Why does this calculates the square root of two?

Why does this calculates the square root of two?

A[0] = Y[0]/X[0]

Where both X[0] and Y[0] are positive real numbers. They can even be equal to each other.

A[k] = Y[k]/X[k]

Y[k+1] = Y[k] + 2*X[k]

X[k+1] = Y[k] + X[k]

We have A[infinity] = Sqrt(2)

But I do not understand why this works for all possible positive real numbers. It looks so deceptively simple.

Also you can extend this to

A[k] = Y[k]/X[k]

Y[k+1] = Y[k] + N*X[k]

X[k+1] = Y[k] + X[k]

We have A[infinity] = Sqrt(N)

202.177.218.59 (talk) 06:05, 22 September 2014 (UTC)[reply]

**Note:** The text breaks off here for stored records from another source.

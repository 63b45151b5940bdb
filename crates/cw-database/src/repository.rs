/*
 *
 *
 *
 *
 * MIT License
 * Copyright (c) 2025. Dwight J. Browne
 * dwight[-at-]dwightjbrowne[-dot-]com
 *
 *
 * Permission is hereby granted, free of charge, to any person obtaining a copy
 * of this software and associated documentation files (the "Software"), to deal
 * in the Software without restriction, including without limitation the rights
 * to use, copy, modify, merge, publish, distribute, sublicense, and/or sell
 * copies of the Software, and to permit persons to whom the Software is
 * furnished to do so, subject to the following conditions:
 *
 * The above copyright notice and this permission notice shall be included in all
 * copies or substantial portions of the Software.
 *
 * THE SOFTWARE IS PROVIDED "AS IS", WITHOUT WARRANTY OF ANY KIND, EXPRESS OR
 * IMPLIED, INCLUDING BUT NOT LIMITED TO THE WARRANTIES OF MERCHANTABILITY,
 * FITNESS FOR A PARTICULAR PURPOSE AND NONINFRINGEMENT. IN NO EVENT SHALL THE
 * AUTHORS OR COPYRIGHT HOLDERS BE LIABLE FOR ANY CLAIM, DAMAGES OR OTHER
 * LIABILITY, WHETHER IN AN ACTION OF CONTRACT, TORT OR OTHERWISE, ARISING FROM,
 * OUT OF OR IN CONNECTION WITH THE SOFTWARE OR THE USE OR OTHER DEALINGS IN THE
 * SOFTWARE.
 */

//! Database repository abstraction layer
//!
//! The ETL stages talk to both stores through the two traits defined here, so
//! extract/transform/load logic never depends on a concrete connection type.
//! `StagingStore` covers every read the extractors issue against the
//! operational store; `Warehouse` covers every single-row insert the loaders
//! issue against the dimensional store.

use chrono::{NaiveDate, NaiveDateTime};
use cw_core::WarehouseBackend;
use diesel::result::Error as DieselError;
use thiserror::Error;

use crate::models::{
  BlockchainStatistic, CryptoQuote, DominanceSnapshot, ExchangeRateQuote, MacroAverages,
  NewBlockchainInfo, NewCorrelation, NewCryptoDim, NewCryptoInfo, NewDateDim, NewFactRow,
  NewSentimentDim, NewTechnicalIndicator, SentimentText,
};

/// Database repository errors
#[derive(Error, Debug)]
pub enum StoreError {
  #[error("Connection error: {0}")]
  ConnectionError(String),

  #[error("Database query error: {0}")]
  QueryError(String),

  #[error("Insert error: {0}")]
  InsertError(String),

  #[error("Not found: {0}")]
  NotFound(String),

  #[error("Configuration error: {0}")]
  ConfigurationError(String),
}

impl From<DieselError> for StoreError {
  fn from(err: DieselError) -> Self {
    match err {
      DieselError::NotFound => StoreError::NotFound("Record not found".to_string()),
      DieselError::DatabaseError(_, info) => StoreError::QueryError(info.message().to_string()),
      _ => StoreError::QueryError(err.to_string()),
    }
  }
}

impl From<diesel::ConnectionError> for StoreError {
  fn from(err: diesel::ConnectionError) -> Self {
    StoreError::ConnectionError(err.to_string())
  }
}

impl From<cw_core::Error> for StoreError {
  fn from(err: cw_core::Error) -> Self {
    StoreError::ConfigurationError(err.to_string())
  }
}

pub type StoreResult<T> = Result<T, StoreError>;

/// Read access to the operational store.
///
/// Every method is scoped by time; an empty vector (or `None`) is a normal
/// answer, not an error.
pub trait StagingStore {
  /// Sentiment texts inserted at or after `since`
  fn sentiment_since(&mut self, since: NaiveDateTime) -> StoreResult<Vec<SentimentText>>;

  /// OHLCV rows inserted at or after `since`, oldest first
  fn crypto_quotes_since(&mut self, since: NaiveDateTime) -> StoreResult<Vec<CryptoQuote>>;

  /// One coin's rows with `from <= created_at <= to`, oldest first
  fn crypto_history(
    &mut self,
    coin: &str,
    from: NaiveDateTime,
    to: NaiveDateTime,
  ) -> StoreResult<Vec<CryptoQuote>>;

  /// Most recent `crypto_data.created_at`
  fn latest_crypto_timestamp(&mut self) -> StoreResult<Option<NaiveDateTime>>;

  /// Gold/interest/stock mid prices joined by calendar day, newest first
  fn macro_averages(
    &mut self,
    from: NaiveDate,
    to: NaiveDate,
    limit: i64,
  ) -> StoreResult<Vec<MacroAverages>>;

  /// First dominance snapshot inserted at or after `since`
  fn first_dominance_since(
    &mut self,
    since: NaiveDateTime,
  ) -> StoreResult<Option<DominanceSnapshot>>;

  /// Exchange rates stamped at or after `since`
  fn exchange_rates_since(&mut self, since: NaiveDateTime) -> StoreResult<Vec<ExchangeRateQuote>>;

  /// Blockchain statistics inserted at or after `since`
  fn blockchain_statistics_since(
    &mut self,
    since: NaiveDateTime,
  ) -> StoreResult<Vec<BlockchainStatistic>>;
}

/// Write access to the dimensional warehouse, one row per call.
pub trait Warehouse {
  fn backend(&self) -> WarehouseBackend;

  fn insert_sentiment(&mut self, row: &NewSentimentDim) -> StoreResult<()>;

  fn insert_correlation(&mut self, row: &NewCorrelation) -> StoreResult<()>;

  fn insert_crypto_dim(&mut self, row: &NewCryptoDim) -> StoreResult<()>;

  fn insert_indicator(&mut self, row: &NewTechnicalIndicator) -> StoreResult<()>;

  fn insert_date(&mut self, row: &NewDateDim) -> StoreResult<()>;

  fn insert_blockchain_info(&mut self, row: &NewBlockchainInfo) -> StoreResult<()>;

  fn insert_fact(&mut self, row: &NewFactRow) -> StoreResult<()>;

  fn insert_crypto_info(&mut self, row: &NewCryptoInfo) -> StoreResult<()>;
}

#[cfg(test)]
mod tests {
  use super::*;

  #[test]
  fn test_not_found_maps() {
    let err = StoreError::from(DieselError::NotFound);
    assert!(matches!(err, StoreError::NotFound(_)));
  }

  #[test]
  fn test_config_error_maps() {
    let err = StoreError::from(cw_core::Error::MissingSetting("WAREHOUSE_DATABASE_URL".into()));
    assert!(matches!(err, StoreError::ConfigurationError(_)));
    assert!(err.to_string().contains("WAREHOUSE_DATABASE_URL"));
  }
}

The expression corresponds to:

The formula can be written as:

${\displaystyle {\begin{pmatrix}Y[k+1]\\X[k+1]\end{pmatrix}}={\begin{pmatrix}1&N\\1&1\end{pmatrix}}{\begin{pmatrix}Y[k]\\X[k]\end{pmatrix}}}$ 

The matrix ${\displaystyle {\begin{pmatrix}1&N\\1&1\end{pmatrix}}}$  has eigenvalues ${\displaystyle 1\pm {\sqrt {N}}}$  with eigenvectors ${\displaystyle {\begin{pmatrix}\pm {\sqrt {N}}\\1\end{pmatrix}}.}$  The answer follows from elementary matrix manipulation.

You can also see that

${\displaystyle A[k+1]={\frac {A[k]+N}{A[k]+1}}}$ 

and the answer follows from properties of Mobius transformations. — Arthur Rubin (talk) 08:03, 22 September 2014 (UTC)[reply]

If you write:

${\displaystyle B[k]={\frac {A[k]+{\sqrt {N}}}{A[k]-{\sqrt {N}}}}}$ 

Then you get:

${\displaystyle B[k+1]={\frac {1+{\sqrt {N}}}{1-{\sqrt {N}}}}B[k]=-{\frac {N+1+2{\sqrt {N}}}{N-1}}B[k]}$ 

— Arthur Rubin (talk) 19:15, 22 September 2014 (UTC)[reply]

Real Analysis: bounded set

The question is Let A=U{(1-1/n, 1+1/n) where n is in natural numbers}. I need to find the lower and upper bounds, supA, and infA. I can find those. The problem I am having is proving that A={0,2}.

I know there are 2 parts to this proof. First, showing that A=(0,2). Second, showing that A≠anything out side (0,2). I am not sure how to begin to show that. Please help. — Preceding unsigned comment added by Pinterc (talk • contribs) 23:15, 22 September 2014 (UTC)[reply]

If supA=x, then any y>x is not in A, and likewise if y<infA, y is not in A, by definition of the Infimum_and_supremum. I'm confused by your notation though. The way you've written it, A is neither equal to {0,2} or (0,2)...Do you mean intersection, (not union) in the definition of A? SemanticMantis (talk) 17:11, 23 September 2014 (UTC)[reply]

What do you mean by 'A={0,2}'—a two-item set or a closed interval...? --CiaPan (talk) 23:04, 27 September 2014 (UTC)[reply]